[Task]: Exactly the lines from the start of the data below through the line containing "balance and the" must be returned, and no others.

Extracted data entries:

============

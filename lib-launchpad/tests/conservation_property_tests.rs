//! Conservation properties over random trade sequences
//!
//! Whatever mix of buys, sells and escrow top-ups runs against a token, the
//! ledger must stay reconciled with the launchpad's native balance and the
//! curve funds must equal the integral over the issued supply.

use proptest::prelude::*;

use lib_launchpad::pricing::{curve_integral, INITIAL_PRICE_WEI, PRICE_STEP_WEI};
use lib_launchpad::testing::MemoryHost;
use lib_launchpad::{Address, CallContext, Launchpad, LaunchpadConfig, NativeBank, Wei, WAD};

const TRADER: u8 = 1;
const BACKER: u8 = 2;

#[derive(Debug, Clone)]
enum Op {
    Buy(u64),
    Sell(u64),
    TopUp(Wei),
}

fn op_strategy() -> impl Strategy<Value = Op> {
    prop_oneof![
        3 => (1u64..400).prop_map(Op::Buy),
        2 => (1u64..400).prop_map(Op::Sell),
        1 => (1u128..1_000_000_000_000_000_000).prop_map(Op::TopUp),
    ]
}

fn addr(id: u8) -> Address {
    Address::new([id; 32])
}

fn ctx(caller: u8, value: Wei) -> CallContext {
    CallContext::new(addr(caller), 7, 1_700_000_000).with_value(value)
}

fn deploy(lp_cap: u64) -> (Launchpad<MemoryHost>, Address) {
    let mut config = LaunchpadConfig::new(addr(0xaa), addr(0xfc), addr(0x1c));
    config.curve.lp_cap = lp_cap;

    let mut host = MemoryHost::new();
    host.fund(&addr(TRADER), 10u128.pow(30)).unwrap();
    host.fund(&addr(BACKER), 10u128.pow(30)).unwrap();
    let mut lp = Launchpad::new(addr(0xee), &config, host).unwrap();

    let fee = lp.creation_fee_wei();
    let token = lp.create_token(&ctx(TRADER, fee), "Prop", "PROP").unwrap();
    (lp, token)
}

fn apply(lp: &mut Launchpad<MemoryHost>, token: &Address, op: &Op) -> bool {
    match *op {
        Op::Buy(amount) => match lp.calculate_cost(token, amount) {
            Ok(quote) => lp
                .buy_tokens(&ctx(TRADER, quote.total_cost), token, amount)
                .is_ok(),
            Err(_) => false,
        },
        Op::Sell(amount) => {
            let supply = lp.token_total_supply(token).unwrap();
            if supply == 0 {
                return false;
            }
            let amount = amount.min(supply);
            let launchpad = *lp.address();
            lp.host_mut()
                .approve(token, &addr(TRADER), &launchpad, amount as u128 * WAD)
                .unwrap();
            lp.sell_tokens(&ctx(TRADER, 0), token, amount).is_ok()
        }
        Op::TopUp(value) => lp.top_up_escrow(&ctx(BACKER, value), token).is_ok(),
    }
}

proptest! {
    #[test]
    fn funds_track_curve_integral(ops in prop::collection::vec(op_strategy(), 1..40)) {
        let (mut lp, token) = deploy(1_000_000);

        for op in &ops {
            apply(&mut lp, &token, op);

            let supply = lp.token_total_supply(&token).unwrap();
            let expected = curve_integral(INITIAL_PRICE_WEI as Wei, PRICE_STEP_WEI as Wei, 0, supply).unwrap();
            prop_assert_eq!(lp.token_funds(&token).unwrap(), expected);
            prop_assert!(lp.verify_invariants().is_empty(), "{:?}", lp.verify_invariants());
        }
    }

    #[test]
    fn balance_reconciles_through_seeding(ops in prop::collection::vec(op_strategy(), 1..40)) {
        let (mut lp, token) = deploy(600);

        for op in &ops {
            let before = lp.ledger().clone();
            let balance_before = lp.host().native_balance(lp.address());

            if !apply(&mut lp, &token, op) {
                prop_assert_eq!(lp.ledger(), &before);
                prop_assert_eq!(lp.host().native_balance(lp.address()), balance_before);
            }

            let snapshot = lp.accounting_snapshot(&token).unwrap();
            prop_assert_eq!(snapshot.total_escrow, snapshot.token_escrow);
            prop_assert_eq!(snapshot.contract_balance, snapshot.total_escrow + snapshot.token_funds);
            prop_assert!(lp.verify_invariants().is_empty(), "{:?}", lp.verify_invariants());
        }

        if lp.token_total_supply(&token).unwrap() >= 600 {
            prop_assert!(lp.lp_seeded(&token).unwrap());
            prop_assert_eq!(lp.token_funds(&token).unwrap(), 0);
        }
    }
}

============

[Solution for this task]:
filename lib-launchpad/tests/conservation_property_tests.rs
//! Conservation properties over random trade sequences
//!
//! Whatever mix of buys, sells and escrow top-ups runs against a token, the
//! ledger must stay reconciled with the launchpad's native balance and the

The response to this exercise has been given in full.